- Opening Delimiter -
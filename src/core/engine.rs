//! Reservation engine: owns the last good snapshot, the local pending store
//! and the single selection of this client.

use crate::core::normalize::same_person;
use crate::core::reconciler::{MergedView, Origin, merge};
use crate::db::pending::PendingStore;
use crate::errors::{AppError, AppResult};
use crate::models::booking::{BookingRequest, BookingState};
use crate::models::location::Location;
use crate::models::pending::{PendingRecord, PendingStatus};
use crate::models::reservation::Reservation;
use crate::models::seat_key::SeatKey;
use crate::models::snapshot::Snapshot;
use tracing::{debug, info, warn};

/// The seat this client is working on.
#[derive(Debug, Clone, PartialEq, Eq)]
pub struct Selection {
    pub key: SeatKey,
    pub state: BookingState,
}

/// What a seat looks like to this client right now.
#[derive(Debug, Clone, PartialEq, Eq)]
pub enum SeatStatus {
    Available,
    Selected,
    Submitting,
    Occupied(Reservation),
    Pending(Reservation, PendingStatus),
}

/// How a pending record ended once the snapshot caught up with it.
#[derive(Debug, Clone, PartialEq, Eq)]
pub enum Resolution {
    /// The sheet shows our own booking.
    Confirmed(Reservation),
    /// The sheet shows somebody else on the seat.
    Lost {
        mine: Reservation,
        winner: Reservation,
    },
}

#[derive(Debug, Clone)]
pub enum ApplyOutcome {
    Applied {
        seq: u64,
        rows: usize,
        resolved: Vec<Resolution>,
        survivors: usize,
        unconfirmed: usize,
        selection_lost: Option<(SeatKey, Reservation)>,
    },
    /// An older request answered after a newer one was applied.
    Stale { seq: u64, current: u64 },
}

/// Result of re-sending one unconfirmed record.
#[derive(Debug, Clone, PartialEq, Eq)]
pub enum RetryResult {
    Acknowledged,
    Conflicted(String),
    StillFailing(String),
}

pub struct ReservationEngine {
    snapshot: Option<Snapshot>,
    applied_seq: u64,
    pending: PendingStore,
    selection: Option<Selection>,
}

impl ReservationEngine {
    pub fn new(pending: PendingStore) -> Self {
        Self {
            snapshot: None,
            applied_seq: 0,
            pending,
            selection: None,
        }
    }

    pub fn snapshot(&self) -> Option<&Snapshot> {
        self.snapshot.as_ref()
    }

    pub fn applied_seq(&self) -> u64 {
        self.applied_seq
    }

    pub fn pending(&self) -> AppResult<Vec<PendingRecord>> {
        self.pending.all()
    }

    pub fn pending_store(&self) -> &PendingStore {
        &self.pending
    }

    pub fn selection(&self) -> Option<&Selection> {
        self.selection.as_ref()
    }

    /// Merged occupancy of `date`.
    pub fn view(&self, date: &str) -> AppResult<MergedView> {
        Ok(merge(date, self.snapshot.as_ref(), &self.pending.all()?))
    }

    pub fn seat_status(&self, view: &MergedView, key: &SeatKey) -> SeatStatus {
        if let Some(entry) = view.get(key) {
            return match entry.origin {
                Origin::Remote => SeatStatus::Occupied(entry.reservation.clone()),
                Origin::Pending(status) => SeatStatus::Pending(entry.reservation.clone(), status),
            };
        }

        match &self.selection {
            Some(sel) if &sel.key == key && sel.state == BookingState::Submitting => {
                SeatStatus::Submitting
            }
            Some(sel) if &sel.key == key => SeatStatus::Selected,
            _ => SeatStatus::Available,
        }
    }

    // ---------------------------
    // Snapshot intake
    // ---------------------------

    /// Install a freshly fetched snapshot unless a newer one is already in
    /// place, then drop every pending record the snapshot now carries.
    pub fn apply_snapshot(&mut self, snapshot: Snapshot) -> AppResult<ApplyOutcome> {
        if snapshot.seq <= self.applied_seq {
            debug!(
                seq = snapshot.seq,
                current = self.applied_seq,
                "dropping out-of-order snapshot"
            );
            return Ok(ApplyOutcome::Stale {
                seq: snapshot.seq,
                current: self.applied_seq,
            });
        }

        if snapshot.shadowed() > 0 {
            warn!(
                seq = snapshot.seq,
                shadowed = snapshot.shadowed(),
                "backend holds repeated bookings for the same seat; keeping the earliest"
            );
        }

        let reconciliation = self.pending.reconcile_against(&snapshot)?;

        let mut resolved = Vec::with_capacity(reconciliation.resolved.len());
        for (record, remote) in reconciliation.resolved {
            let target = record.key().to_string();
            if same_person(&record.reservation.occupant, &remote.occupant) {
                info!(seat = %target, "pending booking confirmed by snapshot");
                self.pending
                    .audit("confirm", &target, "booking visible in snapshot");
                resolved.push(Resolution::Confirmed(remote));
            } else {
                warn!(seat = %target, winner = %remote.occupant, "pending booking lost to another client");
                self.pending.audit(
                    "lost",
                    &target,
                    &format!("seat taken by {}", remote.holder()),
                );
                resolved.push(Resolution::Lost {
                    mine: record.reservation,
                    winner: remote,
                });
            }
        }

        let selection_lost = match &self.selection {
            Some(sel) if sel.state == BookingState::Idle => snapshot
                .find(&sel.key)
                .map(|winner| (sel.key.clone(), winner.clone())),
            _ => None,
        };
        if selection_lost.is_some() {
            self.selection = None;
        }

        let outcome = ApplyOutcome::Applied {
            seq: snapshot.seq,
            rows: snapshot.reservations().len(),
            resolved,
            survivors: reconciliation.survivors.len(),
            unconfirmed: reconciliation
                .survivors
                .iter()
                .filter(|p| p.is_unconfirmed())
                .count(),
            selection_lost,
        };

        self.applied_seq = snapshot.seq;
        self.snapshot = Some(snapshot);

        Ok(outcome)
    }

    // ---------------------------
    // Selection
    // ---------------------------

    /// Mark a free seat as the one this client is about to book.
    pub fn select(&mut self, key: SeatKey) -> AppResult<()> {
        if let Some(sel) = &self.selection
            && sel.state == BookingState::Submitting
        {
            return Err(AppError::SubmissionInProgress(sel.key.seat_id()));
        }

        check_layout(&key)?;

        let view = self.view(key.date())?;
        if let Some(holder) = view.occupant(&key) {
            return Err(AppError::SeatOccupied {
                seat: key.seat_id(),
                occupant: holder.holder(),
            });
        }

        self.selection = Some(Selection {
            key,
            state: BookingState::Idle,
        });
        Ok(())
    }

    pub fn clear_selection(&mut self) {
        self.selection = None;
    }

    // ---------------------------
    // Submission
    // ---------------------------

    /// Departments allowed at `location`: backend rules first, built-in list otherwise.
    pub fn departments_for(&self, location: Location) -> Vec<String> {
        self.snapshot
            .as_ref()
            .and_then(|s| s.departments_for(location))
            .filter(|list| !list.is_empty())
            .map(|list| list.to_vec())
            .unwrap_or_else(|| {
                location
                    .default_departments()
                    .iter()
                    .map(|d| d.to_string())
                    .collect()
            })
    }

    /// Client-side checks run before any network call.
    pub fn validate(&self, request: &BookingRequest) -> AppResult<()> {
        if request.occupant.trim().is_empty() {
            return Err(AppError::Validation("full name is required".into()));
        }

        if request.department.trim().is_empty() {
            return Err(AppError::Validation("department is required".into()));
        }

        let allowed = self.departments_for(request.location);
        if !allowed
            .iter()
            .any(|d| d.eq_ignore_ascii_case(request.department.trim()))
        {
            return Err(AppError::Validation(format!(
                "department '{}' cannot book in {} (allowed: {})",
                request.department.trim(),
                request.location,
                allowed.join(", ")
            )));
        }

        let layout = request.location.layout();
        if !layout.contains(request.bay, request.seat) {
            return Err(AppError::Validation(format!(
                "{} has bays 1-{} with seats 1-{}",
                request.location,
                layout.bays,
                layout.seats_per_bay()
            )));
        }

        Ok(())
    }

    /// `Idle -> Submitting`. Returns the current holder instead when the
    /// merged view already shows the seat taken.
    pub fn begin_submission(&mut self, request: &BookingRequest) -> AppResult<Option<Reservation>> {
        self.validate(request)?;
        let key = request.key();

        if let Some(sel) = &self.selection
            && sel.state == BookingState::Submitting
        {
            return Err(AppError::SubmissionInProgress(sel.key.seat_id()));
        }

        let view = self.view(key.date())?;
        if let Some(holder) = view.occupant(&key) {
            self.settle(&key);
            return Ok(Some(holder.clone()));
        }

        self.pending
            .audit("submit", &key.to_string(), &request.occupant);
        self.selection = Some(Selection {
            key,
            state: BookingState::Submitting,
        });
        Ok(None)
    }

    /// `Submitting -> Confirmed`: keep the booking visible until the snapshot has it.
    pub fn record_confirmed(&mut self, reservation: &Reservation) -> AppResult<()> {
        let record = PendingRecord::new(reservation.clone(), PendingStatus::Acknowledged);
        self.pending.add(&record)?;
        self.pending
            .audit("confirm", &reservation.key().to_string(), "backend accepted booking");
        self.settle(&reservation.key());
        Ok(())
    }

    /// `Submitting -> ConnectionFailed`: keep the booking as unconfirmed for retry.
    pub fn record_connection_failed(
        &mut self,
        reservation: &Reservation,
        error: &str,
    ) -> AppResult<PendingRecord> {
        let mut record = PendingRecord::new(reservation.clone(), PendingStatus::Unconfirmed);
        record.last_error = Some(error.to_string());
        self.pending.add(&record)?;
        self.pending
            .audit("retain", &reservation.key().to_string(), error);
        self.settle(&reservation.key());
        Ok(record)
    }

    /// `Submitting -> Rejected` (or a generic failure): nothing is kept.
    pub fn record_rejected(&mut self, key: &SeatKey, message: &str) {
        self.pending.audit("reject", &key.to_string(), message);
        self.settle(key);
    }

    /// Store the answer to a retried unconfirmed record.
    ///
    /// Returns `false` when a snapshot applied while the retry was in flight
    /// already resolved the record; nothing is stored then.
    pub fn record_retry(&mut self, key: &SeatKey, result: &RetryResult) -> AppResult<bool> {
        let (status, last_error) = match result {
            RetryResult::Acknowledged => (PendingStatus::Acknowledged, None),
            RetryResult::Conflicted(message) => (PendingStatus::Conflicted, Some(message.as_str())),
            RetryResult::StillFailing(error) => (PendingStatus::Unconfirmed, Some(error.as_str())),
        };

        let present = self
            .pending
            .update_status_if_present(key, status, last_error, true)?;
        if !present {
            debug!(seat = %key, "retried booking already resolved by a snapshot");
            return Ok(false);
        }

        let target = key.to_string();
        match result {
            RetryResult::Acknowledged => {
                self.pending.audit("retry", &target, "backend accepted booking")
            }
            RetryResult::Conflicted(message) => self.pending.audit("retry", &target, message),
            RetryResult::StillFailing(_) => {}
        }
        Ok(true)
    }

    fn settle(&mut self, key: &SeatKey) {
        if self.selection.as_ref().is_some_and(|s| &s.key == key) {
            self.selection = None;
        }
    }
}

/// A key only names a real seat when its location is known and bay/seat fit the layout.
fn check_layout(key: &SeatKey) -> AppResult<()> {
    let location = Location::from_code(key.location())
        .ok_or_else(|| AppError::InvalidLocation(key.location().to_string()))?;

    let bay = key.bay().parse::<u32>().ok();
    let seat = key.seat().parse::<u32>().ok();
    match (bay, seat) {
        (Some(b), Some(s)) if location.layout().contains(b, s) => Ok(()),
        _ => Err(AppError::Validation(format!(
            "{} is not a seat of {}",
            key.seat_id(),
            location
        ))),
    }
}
- Closing Delimiter -
HOW TO COMPLETE THIS TASK
Report the number of lines in the listing above that hold the word "rows", and give no other text.

OUTPUT FOR THIS TASK
2